Total loss: \(L = L_{origin} + \alpha L_{knn} + (1-\alpha)L_{kfn}\) with \(\alpha=0.5\). The balance between attraction and repulsion ensures the surrogate preserves the essential "local proximity and dissimilar margins" that the defense cannot remove without destroying performance.

Loss & Training

The complete objective is as defined above. Training uses Adam (learning rate \(10^{-3}\), batch size 256), temperatures \(\tau_{con}=0.1, \tau_{soft}=2\), and neighborhood size \(K=10\%|X^{aux}|\). All bottom models output 128-dimensional embeddings, and the contrastive encoder is a 3-layer linear model mapped to 256 dimensions.

Key Experimental Results

The evaluation uses a 2-client + 1-server split learning setup with vertically partitioned data. Metrics include S-ACC (accuracy after replacing the client with the surrogate) and AGR (agreement with the original pipeline).

Main Results

The table below shows S-ACC (%) under strong defenses, highlighting VENOM's advantages as defense intensity increases:

Dataset / Defense Steal VENOM Pipeline ACC Note
MNIST / InvL-ENP 81.61 90.85 95.25 +9.2 pp
CIFAR-10 / InvL-DNP 52.16 61.59 69.57 +9.4 pp
MNIST / Model Rake 17.44 68.52 82.41 +51.1 pp (Baseline collapsed)
CIFAR-10 / Model Rake 12.84 52.58 61.78 +39.7 pp
Bank / Model Rake 45.76 79.35 85.82 +33.6 pp
NUS-WIDE / Model Rake 46.82 67.51 76.39 +20.7 pp

Ablation Study (CIFAR-10, Strong Defenses)

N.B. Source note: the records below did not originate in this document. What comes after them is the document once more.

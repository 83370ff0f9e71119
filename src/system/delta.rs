use super::snapshot::NetworkStats;

/// Deltas below this many MB/s are reported as zero.
pub const NOISE_FLOOR: f64 = 0.1;

/// Cumulative transfer normalized by the sampling interval, in MB/s.
#[derive(Clone, Copy, Debug, Default, PartialEq)]
pub struct Throughput {
    pub upload: f64,
    pub download: f64,
}

/// Turns successive cumulative readings into instantaneous rates.
#[derive(Debug, Default)]
pub struct DeltaTracker {
    last: Option<Throughput>,
}

impl DeltaTracker {
    pub fn new() -> Self {
        Self::default()
    }

    pub fn last(&self) -> Option<Throughput> {
        self.last
    }

    /// Differences `cumulative` against the previous reading and stores it as
    /// the new baseline. The first reading has no baseline and yields zero.
    pub fn observe(&mut self, cumulative: Throughput) -> NetworkStats {
        let stats = match self.last {
            Some(prev) => NetworkStats {
                upload_mbs: settle(cumulative.upload - prev.upload),
                download_mbs: settle(cumulative.download - prev.download),
            },
            None => NetworkStats::default(),
        };
        self.last = Some(cumulative);
        stats
    }

    /// Scales the stored baseline by `factor`, so a reading normalized over
    /// a different interval is compared like for like.
    pub fn rebase(&mut self, factor: f64) {
        if let Some(last) = &mut self.last {
            last.upload *= factor;
            last.download *= factor;
        }
    }
}

pub fn round_to_tenth(value: f64) -> f64 {
    (value * 10.0).round() / 10.0
}

fn settle(delta: f64) -> f64 {
    let rounded = round_to_tenth(delta);
    if rounded < NOISE_FLOOR { 0.0 } else { rounded }
}
use std::path::PathBuf;
use std::sync::Arc;

use clap::Parser;
use color_eyre::Result;
use color_eyre::eyre::eyre;
use serde::Serialize;
use tracing::info;

use menustat::config::{Config, OutputFormat, load_config, load_config_from_path};
use menustat::event::{Event, EventHandler};
use menustat::format::{memory_detail, status_line};
use menustat::logging;
use menustat::system::command::ShellRunner;
use menustat::system::publish::icon_options;
use menustat::system::sampler::Sampler;
use menustat::system::scheduler;
use menustat::system::snapshot::Snapshot;

#[derive(Parser)]
#[command(
    name = "menustat",
    about = "Samples CPU, memory, and network usage for a menu bar"
)]
struct Cli {
    /// Path to config file
    #[arg(long)]
    config: Option<PathBuf>,

    /// Sampling interval in milliseconds
    #[arg(long)]
    interval: Option<u64>,

    /// Output format for each update
    #[arg(long, value_enum)]
    format: Option<OutputFormat>,

    /// Run a single pass, print it, and exit.
    #[arg(long, default_value_t = false)]
    once: bool,

    /// Emit logs as JSON lines on stderr.
    #[arg(long, default_value_t = false)]
    log_json: bool,
}

#[derive(Serialize)]
struct JsonLine<'a> {
    event: &'a str,
    interval: u64,
    history_len: usize,
    latest: Option<&'a Snapshot>,
}

#[tokio::main(flavor = "current_thread")]
async fn main() -> Result<()> {
    color_eyre::install()?;

    let cli = Cli::parse();
    logging::init_tracing(cli.log_json)?;
    let config = load_config_for_cli(&cli)?;
    let format = config.output.format;

    let (mut events, publisher) = EventHandler::new();
    let publisher = Arc::new(publisher);
    let runner = ShellRunner::from_settings(&config);
    let mut sampler = Sampler::new(runner, &config, publisher.clone())
        .with_commands(config.commands.to_command_set());
    sampler.set_icon_renderer(publisher);

    if cli.once {
        let snapshot = sampler.run_pass().await;
        print_once(&snapshot, sampler.interval().get_ms(), format)?;
        return Ok(());
    }

    let handle = scheduler::start(sampler);

    loop {
        tokio::select! {
            event = events.next() => match event {
                Some(event) => print_event(&event, format)?,
                None => break,
            },
            _ = tokio::signal::ctrl_c() => {
                info!("interrupt received; stopping sampler");
                break;
            }
        }
    }

    let sampler = handle.stop().await?;
    info!(recorded = sampler.history().len(), "shutdown complete");
    Ok(())
}

fn load_config_for_cli(cli: &Cli) -> Result<Config> {
    let mut config = match &cli.config {
        Some(path) => load_config_from_path(path),
        None => load_config(),
    };

    if let Some(interval) = cli.interval {
        config.general.interval_ms = interval;
    }
    if let Some(format) = cli.format {
        config.output.format = format;
    }

    if config.general.interval_ms == 0 {
        return Err(eyre!("--interval must be greater than 0"));
    }
    if config.general.command_timeout_ms == 0 {
        return Err(eyre!("general.command_timeout_ms must be greater than 0"));
    }

    Ok(config)
}

fn print_event(event: &Event, format: OutputFormat) -> Result<()> {
    match (event, format) {
        (Event::Icons(icons), OutputFormat::Text) => println!("{}", status_line(icons)),
        (Event::Stats { name, payload }, OutputFormat::Json) => {
            let line = JsonLine {
                event: name,
                interval: payload.interval,
                history_len: payload.results.len(),
                latest: payload.results.last(),
            };
            println!("{}", serde_json::to_string(&line)?);
        }
        _ => {}
    }
    Ok(())
}

fn print_once(snapshot: &Snapshot, interval: u64, format: OutputFormat) -> Result<()> {
    match format {
        OutputFormat::Text => {
            println!("{}", status_line(&icon_options(snapshot)));
            if let Some(detail) = memory_detail(snapshot) {
                println!("{detail}");
            }
        }
        OutputFormat::Json => {
            let line = JsonLine {
                event: menustat::system::publish::STATS_UPDATED,
                interval,
                history_len: 1,
                latest: Some(snapshot),
            };
            println!("{}", serde_json::to_string(&line)?);
        }
    }
    Ok(())
}
//! Memory usage from `vm_stat` and `sysctl -n hw.memsize`.
//!
//! `vm_stat` is read by line position, not by label:
//!
//! ```text
//! 0  Mach Virtual Memory Statistics: (page size of 4096 bytes)
//! 1  Pages free:                               12345.
//! 3  Pages inactive:                           ...
//! 6  Pages wired down:                         ...
//! 7  Pages purgeable:                          ...
//! 14 Anonymous pages:                          ...
//! 16 Pages occupied by compressor:             ...
//! ```

use std::sync::LazyLock;

use regex::Regex;

use super::error::ParseError;
use super::snapshot::MemoryStats;

pub const MEMORY_STATS_COMMAND: &str = "vm_stat";
pub const MEMORY_SIZE_COMMAND: &str = "sysctl -n hw.memsize";

pub const BYTES_PER_MB: f64 = 1_048_576.0;
pub const PAGE_SIZE_BYTES: u64 = 4096;

const FREE_LINE: usize = 1;
const INACTIVE_LINE: usize = 3;
const WIRED_LINE: usize = 6;
const PURGEABLE_LINE: usize = 7;
const ANONYMOUS_LINE: usize = 14;
const COMPRESSED_LINE: usize = 16;

static INTEGER: LazyLock<Regex> =
    LazyLock::new(|| Regex::new(r"\d+").expect("integer pattern is valid"));

/// Raw page counts pulled out of `vm_stat`.
#[derive(Clone, Copy, Debug, Default, PartialEq, Eq)]
pub struct PageCounts {
    pub free: u64,
    pub inactive: u64,
    pub wired: u64,
    pub purgeable: u64,
    pub anonymous: u64,
    pub compressed: u64,
}

pub fn parse_page_counts(text: &str) -> Result<PageCounts, ParseError> {
    let lines: Vec<&str> = text.lines().collect();
    let page_count = |line: usize, field: &'static str| -> Result<u64, ParseError> {
        let content = lines
            .get(line)
            .ok_or(ParseError::MissingLine { line, field })?;
        let token = INTEGER
            .find(content)
            .ok_or(ParseError::MissingNumber { line, field })?
            .as_str();
        let pages: u64 = token
            .parse()
            .map_err(|_| ParseError::InvalidNumber(token.to_string()))?;
        // Reject counts whose byte size cannot be represented.
        pages
            .checked_mul(PAGE_SIZE_BYTES)
            .map(|_| pages)
            .ok_or(ParseError::Overflow { field })
    };

    Ok(PageCounts {
        free: page_count(FREE_LINE, "free")?,
        inactive: page_count(INACTIVE_LINE, "inactive")?,
        wired: page_count(WIRED_LINE, "wired")?,
        purgeable: page_count(PURGEABLE_LINE, "purgeable")?,
        anonymous: page_count(ANONYMOUS_LINE, "anonymous")?,
        compressed: page_count(COMPRESSED_LINE, "compressed")?,
    })
}

/// Parses the `hw.memsize` byte count into whole megabytes.
pub fn parse_total_mb(text: &str) -> Result<u64, ParseError> {
    let trimmed = text.trim();
    let bytes: u64 = trimmed
        .parse()
        .map_err(|_| ParseError::InvalidNumber(trimmed.to_string()))?;
    let total_mb = bytes / BYTES_PER_MB as u64;
    if total_mb == 0 {
        return Err(ParseError::ZeroTotal);
    }
    Ok(total_mb)
}

fn pages_to_mb(pages: u64) -> f64 {
    pages as f64 * PAGE_SIZE_BYTES as f64 / BYTES_PER_MB
}

/// Integer percentage of `used` over `total`, truncated and capped at 100.
pub fn used_percentage(used_mb: f64, total_mb: u64) -> u32 {
    let ratio = used_mb / total_mb as f64 * 100.0;
    (ratio.trunc().max(0.0) as u32).min(100)
}

pub fn memory_stats(pages: &PageCounts, total_mb: u64) -> MemoryStats {
    let app = pages_to_mb(pages.anonymous) + pages_to_mb(pages.purgeable);
    let used_mb = app + pages_to_mb(pages.wired) + pages_to_mb(pages.compressed);
    let free_mb = pages_to_mb(pages.free) + pages_to_mb(pages.inactive);

    MemoryStats {
        used_percentage: used_percentage(used_mb, total_mb),
        used_mb,
        free_mb,
    }
}

pub fn parse_memory(vm_stat: &str, memsize: &str) -> Result<MemoryStats, ParseError> {
    let total_mb = parse_total_mb(memsize)?;
    let pages = parse_page_counts(vm_stat)?;
    Ok(memory_stats(&pages, total_mb))
}
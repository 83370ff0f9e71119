use std::collections::VecDeque;

use super::snapshot::Snapshot;

pub const DEFAULT_CAPACITY: usize = 100;

/// Rolling window of the most recent snapshots, oldest first.
#[derive(Debug, Clone)]
pub struct History {
    entries: VecDeque<Snapshot>,
    capacity: usize,
}

impl History {
    pub fn new(capacity: usize) -> Self {
        let capacity = capacity.max(1);
        Self {
            entries: VecDeque::with_capacity(capacity),
            capacity,
        }
    }

    pub fn record(&mut self, snapshot: Snapshot) {
        while self.entries.len() >= self.capacity {
            self.entries.pop_front();
        }
        self.entries.push_back(snapshot);
    }

    pub fn iter(&self) -> impl Iterator<Item = &Snapshot> {
        self.entries.iter()
    }

    pub fn latest(&self) -> Option<&Snapshot> {
        self.entries.back()
    }

    pub fn len(&self) -> usize {
        self.entries.len()
    }

    pub fn is_empty(&self) -> bool {
        self.entries.is_empty()
    }

    pub fn capacity(&self) -> usize {
        self.capacity
    }

    pub fn to_vec(&self) -> Vec<Snapshot> {
        self.entries.iter().cloned().collect()
    }
}

impl Default for History {
    fn default() -> Self {
        Self::new(DEFAULT_CAPACITY)
    }
}
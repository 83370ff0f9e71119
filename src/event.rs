//! In-process event bus between the sampler task and the output loop.

use tokio::sync::mpsc;

use crate::system::publish::{EventSink, IconOptions, IconRenderer, StatsPayload};

#[derive(Clone, Debug)]
pub enum Event {
    Stats { name: String, payload: StatsPayload },
    Icons(Vec<IconOptions>),
}

/// Sending half, handed to the sampler as both its event sink and its icon
/// renderer.
#[derive(Clone, Debug)]
pub struct EventPublisher {
    tx: mpsc::UnboundedSender<Event>,
}

impl EventPublisher {
    fn send(&self, event: Event) {
        if self.tx.send(event).is_err() {
            tracing::debug!("event receiver closed; dropping event");
        }
    }
}

impl EventSink for EventPublisher {
    fn emit(&self, event: &str, payload: &StatsPayload) {
        self.send(Event::Stats {
            name: event.to_string(),
            payload: payload.clone(),
        });
    }
}

impl IconRenderer for EventPublisher {
    fn draw_icons(&self, icons: &[IconOptions]) {
        self.send(Event::Icons(icons.to_vec()));
    }
}

pub struct EventHandler {
    rx: mpsc::UnboundedReceiver<Event>,
}

impl EventHandler {
    pub fn new() -> (Self, EventPublisher) {
        let (tx, rx) = mpsc::unbounded_channel::<Event>();
        (Self { rx }, EventPublisher { tx })
    }

    pub async fn next(&mut self) -> Option<Event> {
        self.rx.recv().await
    }
}
use color_eyre::eyre::{Result, eyre};
use tracing_subscriber::EnvFilter;

const DEFAULT_DIRECTIVE: &str = "info";

fn env_filter() -> EnvFilter {
    EnvFilter::try_from_default_env().unwrap_or_else(|_| EnvFilter::new(DEFAULT_DIRECTIVE))
}

/// Installs the global subscriber. Logs go to stderr so stdout stays free for
/// stats output.
pub fn init_tracing(json: bool) -> Result<()> {
    let builder = tracing_subscriber::fmt()
        .with_env_filter(env_filter())
        .with_writer(std::io::stderr)
        .with_target(false);

    let result = if json {
        tracing::subscriber::set_global_default(builder.with_ansi(false).json().finish())
    } else {
        tracing::subscriber::set_global_default(builder.finish())
    };

    result.map_err(|e| eyre!("failed to set tracing subscriber: {e}"))
}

Configuration InvL-ENP S-ACC InvL-DNP S-ACC Model Rake S-ACC Note
Full VENOM 60.47 61.59 52.58 Full Model
w/o KL 58.32 59.17 46.43 Reduced feature shape alignment
w/o NM 53.74 54.25 24.72 Most significant degradation
w/o CON 55.46 55.85 32.03 Neighbors found in raw space

Key Findings

  • Contrastive Neighborhood Matching (NM) is the primary engine: Removing NM resulted in the largest performance drop, especially under Model Rake, where S-ACC fell from 52.58 to 24.72.
  • Contrastive Space is Essential: Searching for neighbors in the original corrupted space (w/o CON) is significantly less effective than in the contrastive space, proving the encoder successfully denoises the geometry.
  • KL is a Secondary Gain: It improves point-wise fidelity and indirectly refines neighbor identification.
  • Out-of-Distribution (OOD) Tolerance: Near-OOD auxiliary data (e.g., CIFAR-100) causes only moderate degradation, whereas far-OOD (e.g., MNIST for CIFAR-10) causes collapse as embeddings fall outside the manifold.
  • Efficiency Trade-off: Approximate neighborhood sampling reduces attack time by 36.5% with negligible accuracy trade-offs.

Highlights & Insights

  • Attack Philosophy Shift: Moving from fitting fragile coordinates to fitting relational geometry that defenses must preserve for utility.
  • Contrastive Learning as a "Denoising Lens": Repurposing self-supervised learning to stabilize corrupted geometric structures.
  • Evidence of Geometry Recovery: Using triplet consistency (checking if the surrogate maintains the "near vs. far" order) to verify that VENOM restores the local manifold better than point-wise methods.
  • Warning for Security: Current defenses via coordinate perturbation are systematically bypassed; as long as the split model remains useful to the server, its neighborhood structure is exploitable.

Limitations & Future Work

  • Far-OOD Vulnerability: The attack relies on auxiliary data being sufficiently close to the victim distribution.
  • Threat Model Assumptions: Assumes the server can query the client bottom model continuously; results may vary under query limitations.
  • Lack of Adaptive Defense Analysis: Evaluated defenses were not aware of VENOM; future work should explore defenses that explicitly disrupt contrastive relationship recovery.
  • Capacity Matching: Surrogate model capacity needs to roughly match the victim's; unknown capacities may require trial-and-error.
  • vs. PISTE: PISTE uses point-wise regression. VENOM outperforms it significantly (+20–51 pp under Model Rake) by focusing on relationships rather than coordinates.
  • vs. InvL-ENP/DNP, Model Rake: These defenses attempt to scramble coordinates; VENOM proves they leave the neighborhood structure intact due to utility constraints.
  • vs. Cont-Steal: While both use contrastive objectives, VENOM explicitly targets the "utility-preserving local neighborhood" in split learning and uses a learned contrastive space to stabilize this geometry.

Rating

  • Novelty: ⭐⭐⭐⭐⭐
  • Experimental Thoroughness: ⭐⭐⭐⭐
  • Writing Quality: ⭐⭐⭐⭐
  • Value: ⭐⭐⭐⭐